Reduced Diaphragm Excursion During Reflexive Citric Acid Cough Test in Subjects With Subacute Stroke
- Author(s)
- Yong-Min Choi; Geun-Young Park; Yeonji Yoo; Donggyun Sohn; YongJun Jang; Sun Im
- Keimyung Author(s)
- Choi, Yong Min
- Department
- Dept. of Rehabilitation Medicine (재활의학)
- Journal Title
- Respiratory Care
- Issued Date
- 2017
- Volume
- 62
- Issue
- 12
- Keyword
- aspiration pneumonia; cough; diaphragm excursion; hemiplegia; reflexive cough; silent aspiration; stroke; ultrasonography
- Abstract
- BACKGROUND:
Diaphragm excursion is limited during respiratory maneuvers after a stroke. How the diaphragm is limited during reflexive coughs and affects the effectiveness of cough in stroke patients is unclear. This study aimed to measure reflexive cough strength by cough peak flow (CPF) induced by citric acid nebulization (2.8 mol/L), record diaphragm excursions during reflexive coughs in stroke subjects at risk of silent aspiration, and compare these values with those of stroke subjects without risk of aspiration or dysphagia.
METHODS:
Twenty-one subjects with subacute stroke (mean stroke onset, 13.6 d) at risk of silent aspiration (penetration-aspiration scale, 8) and 21 stroke subjects without dysphagia or aspiration (controls) were included. Diaphragmatic excursions were assessed using real-time sonography in all subjects; the main outcome measure was reflexive CPF induced by citric acid nebulization.
RESULTS:
The median (interquartile range) values of citric acid-induced CPF values were significantly more reduced in the 21 subjects with silent aspiration (45 [0-83] L/min) than in the control subjects (97 [66-162] L/min) (P = .004). Diaphragmatic excursions during the reflexive coughs were also significantly reduced (P < .001), although both groups had a similar range in the initial National Institutes of Health Stroke Scale scores and level of disability, as measured by the modified Barthel index.
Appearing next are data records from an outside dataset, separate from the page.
//! Error types for every fatal failure class the analyzer can hit.
//!
//! Analysis precision losses (ambiguous stack values, unresolved indices) are
//! never represented here: they degrade silently to `Unknown` and widen the
//! affected lattice, as described in the framework design.

use thiserror::Error;

/// A source location a parse or structural error can be pinned to.
#[derive(Debug, Clone, Copy, PartialEq, Eq)]
pub struct SourceLine(pub usize);

impl std::fmt::Display for SourceLine {
    fn fmt(&self, f: &mut std::fmt::Formatter<'_>) -> std::fmt::Result {
        write!(f, "line {}", self.0)
    }
}

/// Parse-time failures: malformed source text.
#[derive(Debug, Error)]
pub enum ParseError {
    /// An opcode mnemonic that isn't recognized for the declared TEAL version.
    #[error("{line}: unknown opcode `{opcode}`")]
    UnknownOpcode { line: SourceLine, opcode: String },

    /// An immediate operand couldn't be parsed as the type the opcode expects.
    #[error("{line}: malformed immediate operand: {detail}")]
    MalformedImmediate { line: SourceLine, detail: String },

    /// A string or byte literal was never closed.
    #[error("{0}: unterminated literal")]
    UnterminatedLiteral(SourceLine),

    /// The `#pragma version` directive is missing, duplicated, or out of place.
    #[error("{line}: invalid version pragma: {detail}")]
    InvalidVersionPragma { line: SourceLine, detail: String },
}

/// Failures in building the control-flow graph or subroutine catalog.
#[derive(Debug, Error)]
pub enum StructuralError {
    /// A branch instruction names a label with no matching definition.
    #[error("{line}: undefined label `{label}`")]
    UndefinedLabel { line: SourceLine, label: String },

    /// A `retsub` was reached with no enclosing `callsub` in scope.
    #[error("{0}: retsub with no callsub in scope")]
    UnscopedRetsub(SourceLine),

    /// Two labels with the same name were both defined.
    #[error("{line}: label `{label}` redefined")]
    DuplicateLabel { line: SourceLine, label: String },
}

/// Failures in loading or resolving a declarative execution-model configuration.
#[derive(Debug, Error)]
pub enum ConfigError {
    /// The YAML document is not well-formed or fails schema validation.
    #[error("invalid configuration YAML: {0}")]
    InvalidYaml(#[from] serde_yaml::Error),

    /// A required field was absent from a configuration entry.
    #[error("{path}: missing required field `{field}`")]
    MissingField { path: String, field: String },

    /// A `dispatch_path` named a block id that doesn't exist in the compiled contract.
    #[error("{path}: dispatch path references unknown block `{block}`")]
    UnknownDispatchBlock { path: String, block: String },

    /// A transaction type string didn't match any known variant.
    #[error("{path}: unknown transaction type `{kind}`")]
    UnknownTransactionType { path: String, kind: String },

    /// A contract or function name referenced in a group was never declared.
    #[error("{path}: unknown reference `{name}`")]
    UnknownReference { path: String, name: String },

    /// A contract's `file_path` couldn't be read from disk.
    #[error("{path}: couldn't read `{file_path}`: {source}")]
    UnreadableFile {
        path: String,
        file_path: String,
        #[source]
        source: std::io::Error,
    },
}

/// Top-level error type covering every fatal failure in the analyzer.
#[derive(Debug, Error)]
pub enum AnalyzerError {
    /// Failed while parsing TEAL source into instructions.
    #[error("parse error in {file}: {source}")]
    Parse {
        file: String,
        #[source]
        source: ParseError,
    },

    /// Failed while building the control-flow graph or subroutine catalog.
    #[error("structural error in {file}: {source}")]
    Structural {
        file: String,
        #[source]
        source: StructuralError,
    },

    /// Failed while loading or resolving the execution-model configuration.
    #[error("configuration error: {0}")]
    Config(#[from] ConfigError),
}

/// Convenience alias used throughout the crate.
pub type Result<T, E = AnalyzerError> = std::result::Result<T, E>;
Citric acid-induced CPF was significantly correlated with the number of generated coughs (rs = 0.69), voluntary cough CPF (rs = 0.85), and degree of diaphragm excursion on both sides (rs = 0.50 [hemiplegic] and rs = 0.55 [nonhemiplegic]) but not correlated with the degree of hemiparesis, National Institutes of Health Stroke Scale score, or modified Barthel index scores. The 6-month follow up revealed that 7 subjects in group A experienced aspiration pneumonia.
CONCLUSIONS:
Stroke subjects at risk of silent aspiration showed reduced CPF and more limited diaphragm excursion during the citric acid-induced reflexive cough test.